# Exercise
Determine how many lines of the entries contain "serde". Reply with that number alone.

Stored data
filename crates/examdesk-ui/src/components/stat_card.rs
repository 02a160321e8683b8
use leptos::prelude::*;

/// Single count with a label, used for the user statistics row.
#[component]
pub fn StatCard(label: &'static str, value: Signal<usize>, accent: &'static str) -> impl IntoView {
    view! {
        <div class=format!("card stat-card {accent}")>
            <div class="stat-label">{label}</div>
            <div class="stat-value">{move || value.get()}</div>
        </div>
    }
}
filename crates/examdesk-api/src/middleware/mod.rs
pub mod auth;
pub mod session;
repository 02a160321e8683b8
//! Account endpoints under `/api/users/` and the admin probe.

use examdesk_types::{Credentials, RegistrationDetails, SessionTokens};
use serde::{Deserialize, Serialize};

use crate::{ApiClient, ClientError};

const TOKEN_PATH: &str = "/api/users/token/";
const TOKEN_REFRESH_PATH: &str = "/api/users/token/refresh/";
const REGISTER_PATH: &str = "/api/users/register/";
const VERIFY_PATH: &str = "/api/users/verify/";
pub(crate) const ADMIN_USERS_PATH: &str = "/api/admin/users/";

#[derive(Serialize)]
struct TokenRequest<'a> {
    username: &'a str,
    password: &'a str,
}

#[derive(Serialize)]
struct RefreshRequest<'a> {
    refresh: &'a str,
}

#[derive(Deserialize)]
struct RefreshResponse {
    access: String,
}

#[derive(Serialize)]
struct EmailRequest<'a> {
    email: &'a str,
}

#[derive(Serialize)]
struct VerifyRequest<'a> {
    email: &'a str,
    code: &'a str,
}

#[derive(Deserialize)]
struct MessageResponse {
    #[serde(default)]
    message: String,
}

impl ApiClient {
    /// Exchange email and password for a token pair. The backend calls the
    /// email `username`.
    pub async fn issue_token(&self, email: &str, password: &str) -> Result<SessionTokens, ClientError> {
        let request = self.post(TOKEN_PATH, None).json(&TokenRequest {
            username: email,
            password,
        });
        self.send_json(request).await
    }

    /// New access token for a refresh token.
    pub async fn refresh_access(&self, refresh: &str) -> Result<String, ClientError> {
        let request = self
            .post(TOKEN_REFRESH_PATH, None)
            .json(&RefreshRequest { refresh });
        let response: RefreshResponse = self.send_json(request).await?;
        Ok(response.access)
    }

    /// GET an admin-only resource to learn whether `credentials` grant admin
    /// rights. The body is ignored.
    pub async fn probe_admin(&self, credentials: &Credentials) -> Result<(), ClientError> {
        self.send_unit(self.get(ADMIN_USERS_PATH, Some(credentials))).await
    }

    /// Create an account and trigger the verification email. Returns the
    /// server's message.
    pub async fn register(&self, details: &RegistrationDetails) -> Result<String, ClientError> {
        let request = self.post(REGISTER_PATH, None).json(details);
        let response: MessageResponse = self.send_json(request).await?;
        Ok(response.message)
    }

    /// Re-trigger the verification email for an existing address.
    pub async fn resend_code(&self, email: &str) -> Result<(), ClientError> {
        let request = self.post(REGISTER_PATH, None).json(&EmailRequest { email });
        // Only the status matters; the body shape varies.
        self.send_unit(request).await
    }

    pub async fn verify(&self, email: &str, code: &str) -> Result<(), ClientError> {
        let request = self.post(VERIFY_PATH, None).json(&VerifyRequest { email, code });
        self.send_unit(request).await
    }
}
==
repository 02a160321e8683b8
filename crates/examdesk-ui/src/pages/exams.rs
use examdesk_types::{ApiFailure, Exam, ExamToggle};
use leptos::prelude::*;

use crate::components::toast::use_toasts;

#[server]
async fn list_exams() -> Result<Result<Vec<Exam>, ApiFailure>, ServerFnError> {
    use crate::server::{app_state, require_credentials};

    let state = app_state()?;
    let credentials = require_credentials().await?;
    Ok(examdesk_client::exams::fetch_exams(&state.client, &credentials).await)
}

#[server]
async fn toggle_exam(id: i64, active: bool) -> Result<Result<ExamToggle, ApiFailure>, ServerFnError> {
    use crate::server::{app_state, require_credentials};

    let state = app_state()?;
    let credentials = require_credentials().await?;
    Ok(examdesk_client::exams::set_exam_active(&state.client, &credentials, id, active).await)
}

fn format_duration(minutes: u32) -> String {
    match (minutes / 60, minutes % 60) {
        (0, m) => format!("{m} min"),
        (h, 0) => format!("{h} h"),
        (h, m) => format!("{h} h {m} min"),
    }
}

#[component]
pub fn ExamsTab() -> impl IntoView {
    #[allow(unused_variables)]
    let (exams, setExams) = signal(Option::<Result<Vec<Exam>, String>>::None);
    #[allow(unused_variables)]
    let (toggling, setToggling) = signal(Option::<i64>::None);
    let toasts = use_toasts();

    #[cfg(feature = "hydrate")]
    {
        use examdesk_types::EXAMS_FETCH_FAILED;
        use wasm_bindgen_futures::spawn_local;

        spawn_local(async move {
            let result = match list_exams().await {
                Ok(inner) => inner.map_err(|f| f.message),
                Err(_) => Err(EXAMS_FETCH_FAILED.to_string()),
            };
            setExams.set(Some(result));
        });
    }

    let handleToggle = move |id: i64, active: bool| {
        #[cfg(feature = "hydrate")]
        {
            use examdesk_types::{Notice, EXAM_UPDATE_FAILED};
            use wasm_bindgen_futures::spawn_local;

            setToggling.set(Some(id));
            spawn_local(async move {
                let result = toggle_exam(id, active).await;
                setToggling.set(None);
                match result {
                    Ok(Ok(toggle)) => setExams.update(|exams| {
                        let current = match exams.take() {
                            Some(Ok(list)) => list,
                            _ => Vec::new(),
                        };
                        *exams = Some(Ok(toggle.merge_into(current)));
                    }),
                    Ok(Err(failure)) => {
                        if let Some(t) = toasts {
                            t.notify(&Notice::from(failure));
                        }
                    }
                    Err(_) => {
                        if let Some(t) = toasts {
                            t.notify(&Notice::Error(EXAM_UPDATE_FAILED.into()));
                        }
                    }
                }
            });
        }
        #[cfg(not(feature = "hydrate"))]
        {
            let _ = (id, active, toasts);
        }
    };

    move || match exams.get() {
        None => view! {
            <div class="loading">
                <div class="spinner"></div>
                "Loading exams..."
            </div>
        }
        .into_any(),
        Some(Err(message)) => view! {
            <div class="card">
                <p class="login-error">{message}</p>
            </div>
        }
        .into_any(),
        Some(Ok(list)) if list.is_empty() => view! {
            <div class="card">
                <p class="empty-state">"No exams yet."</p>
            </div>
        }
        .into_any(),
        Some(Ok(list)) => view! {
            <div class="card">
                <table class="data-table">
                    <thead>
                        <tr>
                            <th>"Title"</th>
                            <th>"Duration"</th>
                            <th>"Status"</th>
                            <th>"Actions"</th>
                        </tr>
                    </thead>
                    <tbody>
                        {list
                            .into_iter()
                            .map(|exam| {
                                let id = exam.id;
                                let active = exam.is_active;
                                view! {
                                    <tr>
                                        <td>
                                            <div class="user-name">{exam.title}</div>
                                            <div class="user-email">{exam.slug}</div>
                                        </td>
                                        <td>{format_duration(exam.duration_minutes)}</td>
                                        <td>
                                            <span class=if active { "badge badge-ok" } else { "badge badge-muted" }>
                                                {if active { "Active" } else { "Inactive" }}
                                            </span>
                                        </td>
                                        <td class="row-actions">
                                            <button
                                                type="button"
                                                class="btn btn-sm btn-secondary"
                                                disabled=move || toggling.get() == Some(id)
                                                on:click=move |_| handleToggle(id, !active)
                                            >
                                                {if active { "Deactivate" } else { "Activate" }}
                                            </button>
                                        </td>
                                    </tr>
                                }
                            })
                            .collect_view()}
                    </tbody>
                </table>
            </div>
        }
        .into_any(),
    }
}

# Response to the exercise
2